# Leigh.Samphier/Sandbox/Inclusion Mapping on Normed Division Subring is Distance Preserving Monomorphism

## Theorem

Let $\struct {R, \norm {\, \cdot \,} }$ be a normed division ring.

Let $\struct {S, \norm {\, \cdot \,}_S}$ be a normed division subring of $\struct {R, \norm {\, \cdot \,}}$.

Then the inclusion mapping $i : S \to R$ is a distance-preserving ring monomorphism.

## Proof

Let $d$ be the metric induced by the norm $\norm {\, \cdot \,}$.
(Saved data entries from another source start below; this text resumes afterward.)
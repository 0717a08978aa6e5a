#![no_main]
use libfuzzer_sys::fuzz_target;
use tierpool::{PoolBlock, PoolConfig, TieredPool};

// Each 4-byte chunk is one operation: opcode, 16-bit size, slot.
fuzz_target!(|data: &[u8]| {
    let Ok(pool) = TieredPool::new(
        PoolConfig {
            tiny_cell_size: 64,
            tiny_cells: 8,
            small_threshold: 512,
            small_capacity: 4,
            medium_threshold: 2048,
            medium_capacity: 2,
            ..PoolConfig::default()
        },
        tierpool::LibcHeap,
    ) else {
        return;
    };
    let mut slots: Vec<Option<(PoolBlock<'_, _>, u8)>> = (0..16).map(|_| None).collect();

    for chunk in data.chunks_exact(4) {
        let size = u16::from_le_bytes([chunk[1], chunk[2]]) as usize;
        let slot = chunk[3] as usize % slots.len();
        let tag = chunk[3] | 1;

        if let Some((block, old)) = &slots[slot] {
            assert!(block.as_slice().iter().all(|b| b == old), "block damaged");
        }

        match chunk[0] % 4 {
            0 => {
                if let Some(mut block) = PoolBlock::allocate(&pool, size) {
                    block.fill(tag);
                    slots[slot] = Some((block, tag));
                }
            }
            1 => slots[slot] = None,
            2 => {
                if let Some((block, old)) = slots[slot].take() {
                    match block.resize(size) {
                        Ok(mut block) => {
                            block.fill(old);
                            slots[slot] = Some((block, old));
                        }
                        Err(block) => slots[slot] = Some((block, old)),
                    }
                }
            }
            _ => {
                let alignment = 1usize << (chunk[1] % 13);
                if let Some(mut block) = PoolBlock::aligned(&pool, size, alignment) {
                    assert_eq!(block.as_ptr().addr() % alignment, 0);
                    block.fill(tag);
                    slots[slot] = Some((block, tag));
                }
            }
        }
    }

    drop(slots);
    let snap = pool.snapshot();
    assert_eq!(snap.tiny_free, snap.tiny_cells);
    assert_eq!(snap.counters.total_allocations, snap.counters.total_releases);
});
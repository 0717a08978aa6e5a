//! Free list over the tiny arena.
//!
//! The tiny arena is one contiguous region sliced into `cells` fixed-size
//! cells. Every cell is either on the free list or lent to exactly one caller.
//! Membership in the arena is a pure address-range test, which is how release
//! tells tiny cells apart from header-prefixed heap blocks.
//!
//! Debug builds also keep a per-cell "is free" map and treat a cell that is
//! released twice, or an address that is not on a cell boundary, as fatal heap
//! corruption. Release builds skip that bookkeeping entirely.

/// LIFO free list of tiny-cell addresses.
#[derive(Debug)]
pub struct TinyFreeList {
    base: usize,
    end: usize,
    cell_size: usize,
    cells: usize,
    free: Vec<usize>,
    #[cfg(debug_assertions)]
    is_free: Vec<bool>,
}

impl TinyFreeList {
    /// Slice `[base, base + cells * cell_size)` into cells, all initially free.
    ///
    /// # Panics
    ///
    /// Panics if the region wraps the address space.
    #[must_use]
    pub fn new(base: usize, cell_size: usize, cells: usize) -> Self {
        let len = cells
            .checked_mul(cell_size)
            .and_then(|len| base.checked_add(len))
            .map(|end| end - base);
        let Some(len) = len else {
            panic!("tiny arena [{base:#x}; {cells} x {cell_size}] wraps the address space");
        };
        let free = (0..cells).map(|i| base + i * cell_size).collect();
        Self {
            base,
            end: base + len,
            cell_size,
            cells,
            free,
            #[cfg(debug_assertions)]
            is_free: vec![true; cells],
        }
    }

    /// A free list with no cells; every pop misses and nothing is contained.
    #[must_use]
    pub fn empty(cell_size: usize) -> Self {
        Self::new(0, cell_size, 0)
    }

    /// Returns true if `addr` lies inside the arena.
    #[inline]
    #[must_use]
    pub fn contains(&self, addr: usize) -> bool {
        addr >= self.base && addr < self.end
    }

    /// Take the most recently released cell.
    pub fn pop(&mut self) -> Option<usize> {
        let addr = self.free.pop()?;
        #[cfg(debug_assertions)]
        {
            let idx = self.cell_index(addr);
            assert!(
                self.is_free[idx],
                "tiny arena corruption: cell {addr:#x} handed out while already lent"
            );
            self.is_free[idx] = false;
        }
        Some(addr)
    }

    /// Return a lent cell to the free list.
    pub fn push(&mut self, addr: usize) {
        debug_assert!(
            self.contains(addr),
            "tiny arena corruption: {addr:#x} is outside the arena"
        );
        debug_assert!(
            self.free.len() < self.cells,
            "tiny arena corruption: free list already holds every cell"
        );
        #[cfg(debug_assertions)]
        {
            assert_eq!(
                (addr - self.base) % self.cell_size,
                0,
                "tiny arena corruption: {addr:#x} is not a cell boundary"
            );
            let idx = self.cell_index(addr);
            assert!(
                !self.is_free[idx],
                "tiny arena corruption: cell {addr:#x} released twice"
            );
            self.is_free[idx] = true;
        }
        self.free.push(addr);
    }

    #[cfg(debug_assertions)]
    fn cell_index(&self, addr: usize) -> usize {
        (addr - self.base) / self.cell_size
    }

    /// Number of cells currently on the free list.
    #[must_use]
    pub fn available(&self) -> usize {
        self.free.len()
    }

    /// Number of cells currently lent out.
    #[must_use]
    pub fn lent(&self) -> usize {
        self.cells - self.free.len()
    }

    #[must_use]
    pub fn cells(&self) -> usize {
        self.cells
    }

    #[must_use]
    pub fn cell_size(&self) -> usize {
        self.cell_size
    }

    /// First address of the arena.
    #[must_use]
    pub fn base(&self) -> usize {
        self.base
    }

    /// Size of the arena in bytes.
    #[must_use]
    pub fn arena_bytes(&self) -> usize {
        self.end - self.base
    }
}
Let $d_S$ be the metric induced by the norm $\norm {\, \cdot \,}_S$.

Thus:

 $\, \displaystyle \forall x, y \in S : \,$ $\displaystyle \map d {\map i x, \map i y}$ $=$ $\displaystyle \map d {x, y}$ Definition of Inclusion Mapping $\displaystyle$ $=$ $\displaystyle \norm {x - y}$ Definition of Metric Induced by Norm on Division Ring $\displaystyle$ $=$ $\displaystyle \norm {x - y}_S$ Definition of Norm on Subring $\displaystyle$ $=$ $\displaystyle \map {d_S} {x, y}$ Definition of Metric Induced by Norm on Division Ring

It follows that $i$ is distance-preserving by definition.

$\blacksquare$